> **Task instructions**
Copy every line below that has the word "stored" in it.

Exercise inputs below:

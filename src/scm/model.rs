//! Decoded SCM model data.
//!
//! Cross-references between bones, vertices, and triangles are stored as
//! integer indices into the owning arrays and resolved through lookup
//! methods, so the decoded graph stays acyclic by construction. Every
//! container is a plain owned value; nothing is mutated after decoding.

use smallvec::SmallVec;

use crate::util::{Mat4, Transform, Vec2, Vec3};

/// A node of the skeleton hierarchy.
#[derive(Clone, Debug)]
pub struct Bone {
    pub name: String,
    /// Position of this bone in [`Model::bones`].
    pub index: usize,
    /// Index of the parent bone, `None` for roots.
    pub parent: Option<usize>,
    /// Inverse of the bone's bind-time world transform (maps mesh space
    /// into bone-local space for skinning).
    pub inverse_rest_pose: Mat4,
    /// Transform relative to the parent bone.
    pub transform: Transform,
}

/// One mesh vertex: position frame, up to two UV channels, up to four
/// bone skins.
#[derive(Clone, Debug)]
pub struct Vertex {
    /// Position of this vertex in [`Model::vertices`].
    pub index: usize,
    pub position: Vec3,
    pub normal: Vec3,
    pub tangent: Vec3,
    pub binormal: Vec3,
    pub uv: [Vec2; 2],
    /// Raw skin bytes exactly as stored; 255 marks an unused slot.
    pub skin: [u8; 4],
    /// Resolved bone indices. Unused slots and out-of-range skin values
    /// do not appear here.
    pub bones: SmallVec<[usize; 4]>,
}

impl Vertex {
    /// Look up the bones this vertex is skinned to.
    pub fn skinned<'m>(&self, bones: &'m [Bone]) -> SmallVec<[&'m Bone; 4]> {
        self.bones.iter().map(|&i| &bones[i]).collect()
    }
}

/// A single face: three indices into [`Model::vertices`].
///
/// Winding order and vertex identity are preserved exactly as stored;
/// smooth-shaded faces share vertices with their neighbours while flat
/// shading uses split vertices.
#[derive(Clone, Copy, Debug, PartialEq, Eq)]
pub struct Triangle {
    pub indices: [u16; 3],
}

impl Triangle {
    /// Look up the three vertices this face references.
    ///
    /// Indices are validated against the vertex array at decode time.
    pub fn vertices<'m>(&self, vertices: &'m [Vertex]) -> [&'m Vertex; 3] {
        [
            &vertices[self.indices[0] as usize],
            &vertices[self.indices[1] as usize],
            &vertices[self.indices[2] as usize],
        ]
    }
}

/// A decoded SCM model: skeleton, skinned mesh, and free-text info.
#[derive(Clone, Debug, Default)]
pub struct Model {
    /// Model name; the format stores none, so this is taken from the file
    /// stem when opened from a path and empty otherwise.
    pub name: String,
    pub bones: Vec<Bone>,
    pub vertices: Vec<Vertex>,
    pub triangles: Vec<Triangle>,
    /// Free-text blob embedded by the exporter.
    pub info: String,
}

impl Model {
    /// Look up a bone's parent.
    pub fn bone_parent(&self, bone: &Bone) -> Option<&Bone> {
        bone.parent.map(|i| &self.bones[i])
    }
}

End of Exercise inputs.

> **Your response**
//! Cross-references between bones, vertices, and triangles are stored as
    /// Raw skin bytes exactly as stored; 255 marks an unused slot.
/// Winding order and vertex identity are preserved exactly as stored;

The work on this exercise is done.